Problem statement: Which lines in the records below contain the word "eprintln"? Copy each of them.
(Data extracts begins)
//! meetplanner-mcp: MCP server for fair meeting-place recommendations
//!
//! Serves the `recommend_meeting_place` tool over the MCP streamable HTTP
//! transport and forwards each call to the recommendation backend.

use std::path::PathBuf;
use std::process::ExitCode;
use std::time::Duration;

use clap::Parser;
use tracing::{error, info, Level};
use tracing_subscriber::EnvFilter;

use meetplanner_mcp::config::{self, Config};
use meetplanner_mcp::mcp::{serve, AppState, McpServer};

/// MCP server for fair meeting-place recommendations.
///
/// Exposes one tool over streamable HTTP; recommendations are computed by
/// the backend service at `--backend-url`.
#[derive(Parser, Debug)]
#[command(name = "meetplanner-mcp")]
#[command(author, version, about, long_about = None)]
struct Args {
    /// Path to configuration file
    #[arg(value_name = "CONFIG_FILE")]
    config: Option<PathBuf>,

    /// Interface to bind
    #[arg(long)]
    host: Option<String>,

    /// Port to listen on
    #[arg(long, env = "PORT")]
    port: Option<u16>,

    /// Route path of the MCP endpoint
    #[arg(long)]
    path: Option<String>,

    /// Base URL of the recommendation backend
    #[arg(long, env = "FASTAPI_URL", value_name = "URL")]
    backend_url: Option<String>,

    /// Increase logging verbosity (-v for info, -vv for debug, -vvv for trace)
    #[arg(short, long, action = clap::ArgAction::Count)]
    verbose: u8,

    /// Decrease logging verbosity (only show errors)
    #[arg(short, long)]
    quiet: bool,
}

impl Args {
    /// Overlays command-line and environment values onto the loaded file.
    fn apply_to(&self, cfg: &mut Config) {
        if let Some(host) = &self.host {
            cfg.server.host.clone_from(host);
        }
        if let Some(port) = self.port {
            cfg.server.port = port;
        }
        if let Some(path) = &self.path {
            cfg.server.path.clone_from(path);
        }
        if let Some(url) = &self.backend_url {
            cfg.backend.base_url.clone_from(url);
        }
    }
}

/// Determines the log level from CLI arguments.
#[allow(clippy::match_same_arms)] // Explicit "info" arm for clarity
fn get_log_level(verbose: u8, quiet: bool, config_level: &str) -> Level {
    if quiet {
        return Level::ERROR;
    }

    match verbose {
        0 => match config_level.to_lowercase().as_str() {
            "trace" => Level::TRACE,
            "debug" => Level::DEBUG,
            "info" => Level::INFO,
            "warn" => Level::WARN,
            "error" => Level::ERROR,
            _ => Level::INFO,
        },
        1 => Level::INFO,
        2 => Level::DEBUG,
        _ => Level::TRACE,
    }
}

/// Initialises the tracing subscriber for logging.
fn init_tracing(level: Level) {
    let filter = EnvFilter::from_default_env().add_directive(level.into());

    tracing_subscriber::fmt()
        .with_env_filter(filter)
        .with_target(false)
        .with_writer(std::io::stderr)
        .init();
}

/// Resolves on Ctrl+C, or SIGTERM on Unix.
async fn shutdown_signal() {
    let ctrl_c = async {
        let _ = tokio::signal::ctrl_c().await;
    };

    #[cfg(unix)]
    let terminate = async {
        match tokio::signal::unix::signal(tokio::signal::unix::SignalKind::terminate()) {
            Ok(mut sig) => {
                sig.recv().await;
            }
            Err(e) => {
                error!(error = %e, "Failed to install SIGTERM handler");
                std::future::pending::<()>().await;
            }
        }
    };

    #[cfg(not(unix))]
    let terminate = std::future::pending::<()>();

    tokio::select! {
        () = ctrl_c => {},
        () = terminate => {},
    }

    info!("Shutdown signal received");
}

async fn run(cfg: Config) -> Result<(), Box<dyn std::error::Error>> {
    let server = McpServer::from_config(&cfg.backend)?;
    let state = AppState::new(
        server,
        cfg.server.path.clone(),
        Duration::from_secs(cfg.server.keep_alive_secs),
    );

    let listener =
        tokio::net::TcpListener::bind((cfg.server.host.as_str(), cfg.server.port)).await?;
    let addr = listener.local_addr()?;

    info!(
        url = %format!("http://{addr}{}", cfg.server.path),
        backend = %cfg.backend.base_url,
        "MCP server ready"
    );

    serve(listener, state, shutdown_signal()).await?;
    Ok(())
}

/// Entry point for the meetplanner-mcp server.
fn main() -> ExitCode {
    let args = Args::parse();

    // Load configuration
    let config_path = args.config.as_deref();
    let mut cfg = match config::load_config(config_path) {
        Ok(cfg) => cfg,
        Err(e) => {
            eprintln!("Configuration error: {e}");
            return ExitCode::FAILURE;
        }
    };

    args.apply_to(&mut cfg);
    if let Err(e) = cfg.validate() {
        eprintln!("Configuration error: {e}");
        return ExitCode::FAILURE;
    }

    // Initialise logging
    let log_level = get_log_level(args.verbose, args.quiet, &cfg.logging.level);
    init_tracing(log_level);

    info!(
        version = env!("CARGO_PKG_VERSION"),
        "Starting meetplanner-mcp server"
    );

    let runtime = match tokio::runtime::Builder::new_current_thread()
        .enable_all()
        .build()
    {
        Ok(runtime) => runtime,
        Err(e) => {
            error!(error = %e, "Failed to create Tokio runtime");
            return ExitCode::FAILURE;
        }
    };

    match runtime.block_on(run(cfg)) {
        Ok(()) => {
            info!("Server shut down gracefully");
            ExitCode::SUCCESS
        }
        Err(e) => {
            error!(error = %e, "Server error");
            ExitCode::FAILURE
        }
    }
}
(Data extracts ends)
Solution to this task:
            eprintln!("Configuration error: {e}");
        eprintln!("Configuration error: {e}");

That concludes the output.